Ainsi, sur les douze murs appartenant aux anciens communs, au moins la
moitié ont été conservés lors de la construction du cloître afin de
servir de murs de refend. Certains ont fait l’objet de reprises en
sous-œuvre, d’autres ont été légèrement modifiés ou encore percés
d’ouvertures. A l’inverse, parmi tous les murs de refend de l’aile nord
du cloître, seul un semble être une création totalement nouvelle !
Certains sols de travail liés à ces travaux ont pu être analysés et le
mobilier céramique retrouvé est tout à fait en adéquation avec une
campagne de travaux couvrant les années 1630.
Lorsqu’elles prennent
possession de leur domaine, les Visitandines s’installent donc dans le
logis acheté aux Buatier, qu’elles adaptent ensuite en l’englobant dans
leur cloître. En revanche, les façades du couvent sont
majoritairement refaites à neuf ou font au moins l’objet d’un ravalement
profond, et cela dans un souci d’homogénéité architecturale évident.
Ainsi, la façade sur rue de l’aile nord du cloître est une création
nouvelle ; elle remplace les façades des communs qui devaient présenter
de ce coté de grandes irrégularités avec plusieurs décrochements. Le mur
de l’aile nord donnant sur la galerie du cloître semble également en
grande partie reconstruit, même s’il prend ponctuellement appui sur des
maçonneries plus anciennes.
Une autre découverte importante, cette
fois en lien avec l’histoire mythique du lieu, a été faite dans les
caves situées sous la cour du cloître. La grande cuve circulaire,
potentiellement héritée de l’Antiquité, nous a en effet livré l’un de
ses secrets. Elle était utilisée comme réservoir par les Visitandines
afin d’alimenter en eau le petit bassin disposé dans le « cachot » de saint Pothin.
Pour ce faire, un tuyau de plomb avait été inséré dans les parois de la
cuve et cela jusqu’au cachot distant d’environ un mètre. On doit cet
aménagement à la mère de Riants qui, dans un manuscrit daté de 1695, «
eut l’inspiration de prier saint Potin de donner la vertu des saintes
Reliques à l’eau qu’on feroit reposer dans son Cachot ; grâce qu’il luy
accorda en telle sorte que depuis l’on donna continuellement de cette
eau salutaire qui guérissoit toutes les maladies et qui faisoit de grand
miracles et qui continüe ».
Période contemporaine
Le début du XIXe siècle voit la transformation des bâtiments de l’Antiquaille en hospice, qui deviendra hôpital en 1876. Durant les premières décennies, l’adaptation des bâtiments à leurs nouvelles fonctions ne semble nécessiter que des transformations ponctuelles.
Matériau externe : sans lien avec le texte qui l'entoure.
//! Redis connection management

use redis::Client;
use redis::aio::ConnectionManager;
use tracing::debug;
use warden_errors::{AppError, AppResult};

/// Open a client and a reconnecting connection manager.
pub async fn create_connection_manager(url: &str) -> AppResult<ConnectionManager> {
    let client = Client::open(url)
        .map_err(|e| AppError::internal(format!("Invalid Redis url: {}", e)))?;

    let manager = ConnectionManager::new(client).await.map_err(|e| {
        AppError::external_service(format!("Failed to connect to Redis: {}", e))
    })?;
    debug!("Redis connection manager created");
    Ok(manager)
}

/// PING
pub async fn check_connection(conn: &mut ConnectionManager) -> AppResult<()> {
    redis::cmd("PING")
        .query_async::<String>(conn)
        .await
        .map_err(|e| AppError::external_service(format!("Redis health check failed: {}", e)))?;
    Ok(())
}
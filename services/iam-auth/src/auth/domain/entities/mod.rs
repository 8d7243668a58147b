mod login_result;
mod online_session;
mod session_principal;

pub use login_result::*;
pub use online_session::*;
pub use session_principal::*;
//! Redis cache

use std::future::Future;
use std::time::Duration;

use async_trait::async_trait;
use redis::aio::ConnectionManager;
use redis::{AsyncCommands, RedisResult};
use warden_errors::{AppError, AppResult};
use warden_ports::{CachePort, KeyTtl};

const DEFAULT_COMMAND_TIMEOUT: Duration = Duration::from_millis(500);

/// Redis-backed [`CachePort`].
///
/// Every command is bounded by `command_timeout`; errors and timeouts surface as
/// `AppError::ExternalService`.
#[derive(Clone)]
pub struct RedisCache {
    conn: ConnectionManager,
    command_timeout: Duration,
}

impl RedisCache {
    pub fn new(conn: ConnectionManager) -> Self {
        Self {
            conn,
            command_timeout: DEFAULT_COMMAND_TIMEOUT,
        }
    }

    pub fn with_command_timeout(mut self, timeout: Duration) -> Self {
        self.command_timeout = timeout;
        self
    }

    async fn run<T, F>(&self, op: &'static str, fut: F) -> AppResult<T>
    where
        F: Future<Output = RedisResult<T>>,
    {
        match tokio::time::timeout(self.command_timeout, fut).await {
            Ok(result) => {
                result.map_err(|e| AppError::external_service(format!("Redis {} failed: {}", op, e)))
            }
            Err(_) => Err(AppError::external_service(format!(
                "Redis {} timed out after {}ms",
                op,
                self.command_timeout.as_millis()
            ))),
        }
    }
}

fn millis(ttl: Duration) -> u64 {
    (ttl.as_millis() as u64).max(1)
}

#[async_trait]
impl CachePort for RedisCache {
    async fn get(&self, key: &str) -> AppResult<Option<String>> {
        let mut conn = self.conn.clone();
        self.run("get", async move { conn.get(key).await }).await
    }

    async fn set(&self, key: &str, value: &str, ttl: Option<Duration>) -> AppResult<()> {
        let mut conn = self.conn.clone();
        self.run("set", async move {
            let mut cmd = redis::cmd("SET");
            cmd.arg(key).arg(value);
            if let Some(ttl) = ttl {
                cmd.arg("PX").arg(millis(ttl));
            }
            cmd.query_async::<()>(&mut conn).await
        })
        .await
    }

    async fn delete(&self, key: &str) -> AppResult<()> {
        let mut conn = self.conn.clone();
        self.run("delete", async move { conn.del::<_, ()>(key).await })
            .await
    }

    async fn exists(&self, key: &str) -> AppResult<bool> {
        let mut conn = self.conn.clone();
        self.run("exists", async move { conn.exists(key).await })
            .await
    }

    async fn expire(&self, key: &str, ttl: Duration) -> AppResult<()> {
        let mut conn = self.conn.clone();
        self.run("expire", async move {
            conn.pexpire::<_, ()>(key, millis(ttl) as i64).await
        })
        .await
    }

    async fn ttl(&self, key: &str) -> AppResult<KeyTtl> {
        let mut conn = self.conn.clone();
        let pttl: i64 = self
            .run("pttl", async move { conn.pttl(key).await })
            .await?;

        // -2: missing, -1: no expiry
        Ok(match pttl {
            -2 => KeyTtl::Missing,
            -1 => KeyTtl::Persistent,
            ms => KeyTtl::Expires(Duration::from_millis(ms.max(0) as u64)),
        })
    }
}
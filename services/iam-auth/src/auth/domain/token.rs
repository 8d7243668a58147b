//! Token framework contract
//!
//! Tokens are opaque bearer strings with server-side state. The framework reports
//! every state change of a token as one [`LifecycleEvent`] to a [`TokenListener`].

use async_trait::async_trait;
use serde::{Deserialize, Serialize};
use tokio::time::Instant;
use warden_common::{TenantId, UserId};
use warden_errors::AppResult;
use warden_ports::KeyTtl;

use crate::shared::domain::value_objects::{RequestMeta, TokenTimeout};

/// Per-token attributes recorded at login
#[derive(Debug, Clone, PartialEq, Eq, Serialize, Deserialize)]
pub struct TokenExtras {
    pub tenant_id: TenantId,
    pub user_id: UserId,
    pub username: String,
    pub client_id: String,
    pub client_key: String,
    pub device_type: String,
    pub dept_name: Option<String>,
}

#[derive(Debug, Clone)]
pub struct LoginParameter {
    pub device_type: String,
    pub timeout: TokenTimeout,
    pub extras: TokenExtras,
    pub request: RequestMeta,
}

/// State of a token at the time an event fired.
#[derive(Debug, Clone)]
pub struct TokenContext {
    pub token: String,
    pub login_id: String,
    pub extras: TokenExtras,
    pub timeout: TokenTimeout,
    /// Deadline of the token as written by the event that raised this context.
    /// `None` when the token never expires or the event did not write it.
    pub expires_at: Option<Instant>,
    /// Only present for events raised on the originating request.
    pub request: Option<RequestMeta>,
}

impl TokenContext {
    /// Lifetime left on the token, rounded down to whole seconds.
    pub fn remaining_timeout(&self) -> TokenTimeout {
        match self.expires_at {
            Some(at) => TokenTimeout::Seconds(at.saturating_duration_since(Instant::now()).as_secs()),
            None => self.timeout,
        }
    }
}

#[derive(Debug, Clone)]
pub enum LifecycleEvent {
    Login(TokenContext),
    Logout(TokenContext),
    /// Forced termination by an administrator.
    Kickout(TokenContext),
    /// Superseded by a newer login of the same account and device type.
    Replaced(TokenContext),
    Renewed {
        context: TokenContext,
        timeout: TokenTimeout,
    },
}

impl LifecycleEvent {
    pub fn context(&self) -> &TokenContext {
        match self {
            Self::Login(ctx) | Self::Logout(ctx) | Self::Kickout(ctx) | Self::Replaced(ctx) => ctx,
            Self::Renewed { context, .. } => context,
        }
    }

    pub fn name(&self) -> &'static str {
        match self {
            Self::Login(_) => "login",
            Self::Logout(_) => "logout",
            Self::Kickout(_) => "kickout",
            Self::Replaced(_) => "replaced",
            Self::Renewed { .. } => "renewed",
        }
    }
}

#[async_trait]
pub trait TokenListener: Send + Sync {
    async fn on_event(&self, event: LifecycleEvent);
}

#[derive(Debug, Clone, PartialEq, Eq)]
pub struct IssuedToken {
    pub access_token: String,
    /// Seconds, `-1` when the token never expires.
    pub expire_in: i64,
}

/// Issues and invalidates tokens.
///
/// `logout`, `kickout` and `renew` fail with `AppError::Unauthenticated` when the
/// token is unknown or already invalid.
#[async_trait]
pub trait TokenManager: Send + Sync {
    async fn login(&self, login_id: &str, parameter: LoginParameter) -> AppResult<IssuedToken>;

    async fn logout(&self, token: &str) -> AppResult<()>;

    async fn kickout(&self, token: &str) -> AppResult<()>;

    async fn renew(&self, token: &str, timeout: TokenTimeout) -> AppResult<()>;

    async fn extras(&self, token: &str) -> AppResult<Option<TokenExtras>>;

    async fn remaining(&self, token: &str) -> AppResult<KeyTtl>;
}
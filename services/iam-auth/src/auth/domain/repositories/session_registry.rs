use async_trait::async_trait;
use warden_errors::AppResult;

use crate::auth::domain::entities::OnlineSession;
use crate::shared::domain::value_objects::TokenTimeout;

/// Live sessions, namespaced per tenant.
///
/// `put` writes under `session.tenant_id`. `get` and `remove` act on the tenant
/// of the enclosing `with_tenant` scope, so a lookup can never reach another
/// tenant's entry.
#[async_trait]
pub trait SessionRegistry: Send + Sync {
    /// `TokenTimeout::Never` stores without expiry.
    async fn put(&self, session: &OnlineSession, ttl: TokenTimeout) -> AppResult<()>;

    /// `None` outside a tenant scope.
    async fn get(&self, token: &str) -> AppResult<Option<OnlineSession>>;

    /// Idempotent. Fails with `AppError::FailedPrecondition` outside a tenant scope.
    async fn remove(&self, token: &str) -> AppResult<()>;
}
//! Identifier types shared across crates

use derive_more::{Display, From};
use serde::{Deserialize, Serialize};

/// Tenant identifier used in every tenant-scoped cache key.
#[derive(Debug, Clone, PartialEq, Eq, Hash, PartialOrd, Ord, Serialize, Deserialize, Display, From)]
#[display("{_0}")]
#[serde(transparent)]
pub struct TenantId(pub String);

impl TenantId {
    /// Id of the built-in platform tenant.
    pub const DEFAULT: &'static str = "000000";

    pub fn new(id: impl Into<String>) -> Self {
        Self(id.into())
    }

    pub fn default_tenant() -> Self {
        Self(Self::DEFAULT.to_string())
    }

    pub fn as_str(&self) -> &str {
        &self.0
    }
}

impl From<&str> for TenantId {
    fn from(value: &str) -> Self {
        Self(value.to_string())
    }
}

/// User identifier
#[derive(Debug, Clone, Copy, PartialEq, Eq, Hash, PartialOrd, Ord, Serialize, Deserialize, Display, From)]
#[display("{_0}")]
#[serde(transparent)]
pub struct UserId(pub i64);

impl UserId {
    /// The platform super administrator.
    pub const SUPER_ADMIN: UserId = UserId(1);

    pub fn is_super_admin(&self) -> bool {
        *self == Self::SUPER_ADMIN
    }
}
use std::sync::Arc;
use std::time::Duration;

use tracing::{info, warn};
use warden_common::{RetryConfig, with_conditional_retry};
use warden_errors::{AppError, AppResult};

use crate::auth::domain::events::{AuditRecord, AuditSink, LoginInfoEvent};
use crate::infrastructure::observability::metrics;
use crate::shared::domain::repositories::ClientDirectory;
use crate::shared::infrastructure::geo::{GeoIpResolver, resolve_location};

/// Turns a [`LoginInfoEvent`] into an [`AuditRecord`] and stores it.
pub struct AuditProcessor {
    sink: Arc<dyn AuditSink>,
    clients: Arc<dyn ClientDirectory>,
    geo: Arc<dyn GeoIpResolver>,
    geo_timeout: Duration,
    retry: RetryConfig,
}

impl AuditProcessor {
    pub fn new(
        sink: Arc<dyn AuditSink>,
        clients: Arc<dyn ClientDirectory>,
        geo: Arc<dyn GeoIpResolver>,
        geo_timeout: Duration,
    ) -> Self {
        Self {
            sink,
            clients,
            geo,
            geo_timeout,
            retry: RetryConfig::default(),
        }
    }

    pub fn with_retry(mut self, retry: RetryConfig) -> Self {
        self.retry = retry;
        self
    }

    pub async fn build_record(&self, event: LoginInfoEvent) -> AuditRecord {
        let agent = event.request.user_agent_info();
        let login_location =
            resolve_location(self.geo.as_ref(), &event.request.ip, self.geo_timeout).await;

        let (client_key, device_type) = match event.request.client_id.as_deref() {
            Some(client_id) => match self.clients.find_by_client_id(client_id).await {
                Ok(Some(client)) => (client.client_key, client.device_type),
                Ok(None) => Default::default(),
                Err(e) => {
                    warn!(client_id, error = %e, "Client lookup failed while auditing");
                    Default::default()
                }
            },
            None => Default::default(),
        };

        AuditRecord {
            status: event.kind.status(),
            tenant_id: event.tenant_id,
            username: event.username,
            kind: event.kind,
            message: event.message,
            ipaddr: event.request.ip,
            login_location,
            browser: agent.browser,
            os: agent.os,
            client_key,
            device_type,
            login_time: event.occurred_at,
        }
    }

    /// Only transient sink failures are retried.
    pub async fn process(&self, event: LoginInfoEvent) -> AppResult<()> {
        let record = self.build_record(event).await;
        info!(tenant_id = %record.tenant_id, "{}", record.log_line());

        let kind = record.kind.as_str();
        let result = with_conditional_retry(
            &self.retry,
            "audit_sink_append",
            || self.sink.append(record.clone()),
            AppError::is_transient,
        )
        .await;

        match &result {
            Ok(()) => metrics::record_audit_persisted(kind),
            Err(_) => metrics::record_audit_failed(kind),
        }
        result
    }
}
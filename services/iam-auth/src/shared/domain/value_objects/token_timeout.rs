use std::time::Duration;

use serde::{Deserialize, Serialize};

/// Token lifetime; serialized as seconds with `-1` meaning no expiry.
#[derive(Debug, Clone, Copy, PartialEq, Eq, Serialize, Deserialize)]
#[serde(from = "i64", into = "i64")]
pub enum TokenTimeout {
    Never,
    Seconds(u64),
}

impl TokenTimeout {
    pub fn as_duration(&self) -> Option<Duration> {
        match self {
            Self::Never => None,
            Self::Seconds(secs) => Some(Duration::from_secs(*secs)),
        }
    }

    pub fn as_secs(&self) -> i64 {
        match self {
            Self::Never => -1,
            Self::Seconds(secs) => *secs as i64,
        }
    }
}

impl From<i64> for TokenTimeout {
    fn from(secs: i64) -> Self {
        if secs < 0 {
            Self::Never
        } else {
            Self::Seconds(secs as u64)
        }
    }
}

impl From<TokenTimeout> for i64 {
    fn from(timeout: TokenTimeout) -> Self {
        timeout.as_secs()
    }
}

#[cfg(test)]
mod tests {
    use super::*;

    #[test]
    fn test_negative_means_never() {
        assert_eq!(TokenTimeout::from(-1), TokenTimeout::Never);
        assert_eq!(TokenTimeout::Never.as_duration(), None);
        assert_eq!(TokenTimeout::from(60).as_duration(), Some(Duration::from_secs(60)));
    }

    #[test]
    fn test_serialized_as_seconds() {
        assert_eq!(serde_json::to_string(&TokenTimeout::Never).unwrap(), "-1");
        let timeout: TokenTimeout = serde_json::from_str("3600").unwrap();
        assert_eq!(timeout, TokenTimeout::Seconds(3600));
    }
}
//! warden-errors - unified error type shared by adapters and services

use thiserror::Error;

/// Application error
#[derive(Debug, Error)]
pub enum AppError {
    #[error("Not found: {0}")]
    NotFound(String),

    #[error("Validation error: {0}")]
    Validation(String),

    #[error("Unauthenticated: {0}")]
    Unauthenticated(String),

    #[error("Forbidden: {0}")]
    Forbidden(String),

    #[error("Conflict: {0}")]
    Conflict(String),

    #[error("Internal error: {0}")]
    Internal(String),

    /// A backing service (cache, directory, sink) failed or timed out.
    #[error("External service error: {0}")]
    ExternalService(String),

    #[error("Failed precondition: {0}")]
    FailedPrecondition(String),

    #[error("Resource exhausted: {0}")]
    ResourceExhausted(String),
}

impl AppError {
    pub fn not_found(msg: impl Into<String>) -> Self {
        Self::NotFound(msg.into())
    }

    pub fn validation(msg: impl Into<String>) -> Self {
        Self::Validation(msg.into())
    }

    pub fn unauthenticated(msg: impl Into<String>) -> Self {
        Self::Unauthenticated(msg.into())
    }

    pub fn forbidden(msg: impl Into<String>) -> Self {
        Self::Forbidden(msg.into())
    }

    pub fn conflict(msg: impl Into<String>) -> Self {
        Self::Conflict(msg.into())
    }

    pub fn internal(msg: impl Into<String>) -> Self {
        Self::Internal(msg.into())
    }

    pub fn external_service(msg: impl Into<String>) -> Self {
        Self::ExternalService(msg.into())
    }

    pub fn failed_precondition(msg: impl Into<String>) -> Self {
        Self::FailedPrecondition(msg.into())
    }

    pub fn resource_exhausted(msg: impl Into<String>) -> Self {
        Self::ResourceExhausted(msg.into())
    }

    /// Whether a retry may succeed.
    pub fn is_transient(&self) -> bool {
        matches!(self, Self::ExternalService(_) | Self::ResourceExhausted(_))
    }
}

impl From<serde_json::Error> for AppError {
    fn from(err: serde_json::Error) -> Self {
        Self::Internal(format!("serialization failed: {err}"))
    }
}

pub type AppResult<T> = Result<T, AppError>;

#[cfg(test)]
mod tests {
    use super::*;

    #[test]
    fn test_transient() {
        assert!(AppError::external_service("down").is_transient());
        assert!(!AppError::validation("bad").is_transient());
    }

    #[test]
    fn test_from_serde_error() {
        let err: AppError = serde_json::from_str::<u32>("nope").unwrap_err().into();
        assert!(matches!(err, AppError::Internal(_)));
    }
}
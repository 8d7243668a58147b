mod auth_service;
mod login_service;
mod register_service;
mod welcome;

pub use auth_service::*;
pub use login_service::*;
pub use register_service::*;
pub use welcome::*;
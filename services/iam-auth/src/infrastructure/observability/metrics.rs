//! Auth metrics
//!
//! Thin wrappers over the `metrics` macros so label sets stay consistent.

use metrics::{counter, gauge, histogram};
use std::time::Instant;

// ============================================================================
// Login
// ============================================================================

/// One login attempt through a grant type.
pub fn record_login_attempt(success: bool, grant_type: &str) {
    let labels = [
        ("success", success.to_string()),
        ("grant_type", grant_type.to_string()),
    ];

    counter!("warden_login_attempts_total", &labels).increment(1);

    if success {
        counter!("warden_login_success_total", &labels).increment(1);
    } else {
        counter!("warden_login_failure_total", &labels).increment(1);
    }
}

pub fn record_login_rejected(reason: &str) {
    let labels = [("reason", reason.to_string())];
    counter!("warden_login_rejected_total", &labels).increment(1);
}

pub fn record_account_locked(login_type: &str) {
    let labels = [("login_type", login_type.to_string())];
    counter!("warden_account_locked_total", &labels).increment(1);
}

pub fn record_account_unlocked() {
    counter!("warden_account_unlocked_total").increment(1);
}

pub fn record_registration(success: bool) {
    let labels = [("success", success.to_string())];
    counter!("warden_registrations_total", &labels).increment(1);
}

// ============================================================================
// Sessions
// ============================================================================

pub fn record_session_created(device_type: &str) {
    let labels = [("device_type", device_type.to_string())];
    counter!("warden_sessions_created_total", &labels).increment(1);
}

/// `reason` is the lifecycle event that ended the session.
pub fn record_session_revoked(reason: &str) {
    let labels = [("reason", reason.to_string())];
    counter!("warden_sessions_revoked_total", &labels).increment(1);
}

pub fn record_session_hook_failure(event: &str) {
    let labels = [("event", event.to_string())];
    counter!("warden_session_hook_failures_total", &labels).increment(1);
}

/// Token store failures swallowed by logout.
pub fn record_logout_failure(stage: &str) {
    let labels = [("stage", stage.to_string())];
    counter!("warden_logout_failures_total", &labels).increment(1);
}

// ============================================================================
// Audit
// ============================================================================

pub fn record_audit_published(kind: &str) {
    let labels = [("kind", kind.to_string())];
    counter!("warden_audit_published_total", &labels).increment(1);
}

/// Queue was full and the event was handed to a waiting task.
pub fn record_audit_spilled() {
    counter!("warden_audit_spilled_total").increment(1);
}

pub fn record_audit_dropped() {
    counter!("warden_audit_dropped_total").increment(1);
}

pub fn record_audit_persisted(kind: &str) {
    let labels = [("kind", kind.to_string())];
    counter!("warden_audit_persisted_total", &labels).increment(1);
}

pub fn record_audit_failed(kind: &str) {
    let labels = [("kind", kind.to_string())];
    counter!("warden_audit_failed_total", &labels).increment(1);
}

pub fn set_audit_queue_depth(depth: usize) {
    gauge!("warden_audit_queue_depth").set(depth as f64);
}

// ============================================================================
// Timing
// ============================================================================

/// Records the elapsed time of an operation when dropped.
pub struct OperationTimer {
    operation: &'static str,
    start: Instant,
}

impl OperationTimer {
    pub fn new(operation: &'static str) -> Self {
        Self {
            operation,
            start: Instant::now(),
        }
    }
}

impl Drop for OperationTimer {
    fn drop(&mut self) {
        let labels = [("operation", self.operation.to_string())];
        histogram!("warden_auth_operation_duration_seconds", &labels)
            .record(self.start.elapsed().as_secs_f64());
    }
}
//! Online-session registry on top of the shared cache

use std::sync::Arc;

use async_trait::async_trait;
use tracing::debug;
use warden_common::current_tenant;
use warden_errors::{AppError, AppResult};
use warden_ports::{CacheExt, CachePort};

use crate::auth::domain::cache_keys;
use crate::auth::domain::entities::OnlineSession;
use crate::auth::domain::repositories::SessionRegistry;
use crate::shared::domain::value_objects::TokenTimeout;

pub struct CacheSessionRegistry {
    cache: Arc<dyn CachePort>,
}

impl CacheSessionRegistry {
    pub fn new(cache: Arc<dyn CachePort>) -> Self {
        Self { cache }
    }
}

#[async_trait]
impl SessionRegistry for CacheSessionRegistry {
    async fn put(&self, session: &OnlineSession, ttl: TokenTimeout) -> AppResult<()> {
        let key = cache_keys::online_session(&session.tenant_id, &session.token_id);
        self.cache.set_json(&key, session, ttl.as_duration()).await?;
        debug!(key = %key, ttl = ttl.as_secs(), "Online session stored");
        Ok(())
    }

    async fn get(&self, token: &str) -> AppResult<Option<OnlineSession>> {
        let Some(tenant) = current_tenant() else {
            return Ok(None);
        };
        self.cache
            .get_json(&cache_keys::online_session(&tenant, token))
            .await
    }

    async fn remove(&self, token: &str) -> AppResult<()> {
        let tenant = current_tenant().ok_or_else(|| {
            AppError::failed_precondition("Removing an online session requires a tenant scope")
        })?;
        let key = cache_keys::online_session(&tenant, token);
        self.cache.delete(&key).await?;
        debug!(key = %key, "Online session removed");
        Ok(())
    }
}
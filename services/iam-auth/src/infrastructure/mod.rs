//! Cross-cutting infrastructure

pub mod observability;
A l’extrémité est de l‘aile nord du cloître, il a par exemple été découvert un hypocauste destiné à chauffer une petite pièce, peut-être une étuve.Au milieu du siècle des travaux plus importants ont lieu, comme notamment la surélévation des bâtiments du cloître situés devant la chapelle, puis la création d’une chapelle souterraine annexée au caveau de saint Pothin, sous le quart nord-ouest de la cour. Mais les travaux les plus conséquents ont lieu au début des années 1880 et ont consisté à reconstruire entièrement l’aile orientale du cloître et les deux tiers de son aile sud. Ces travaux ont achevé de mettre à mal les arcades en cul-de-four antiques soutenant l’ancienne façade orientale du couvent et cela explique sans doute que cette période soit caractérisée par un emploi coutumier de tuf antique en remploi dans les maçonneries. De nouvelles caves sont aussi creusées sous la moitié orientale de la cour du cloître.
Enfin, la fin du XIXe siècle est marquée par la création, à l’instar des nouveaux bâtiments de l’hôpital, de grandes pièces – de type dortoir – à l’intérieur des anciens bâtiments du couvent, ce qui a pour conséquence la suppression ou le fractionnement de la plupart des murs de refend.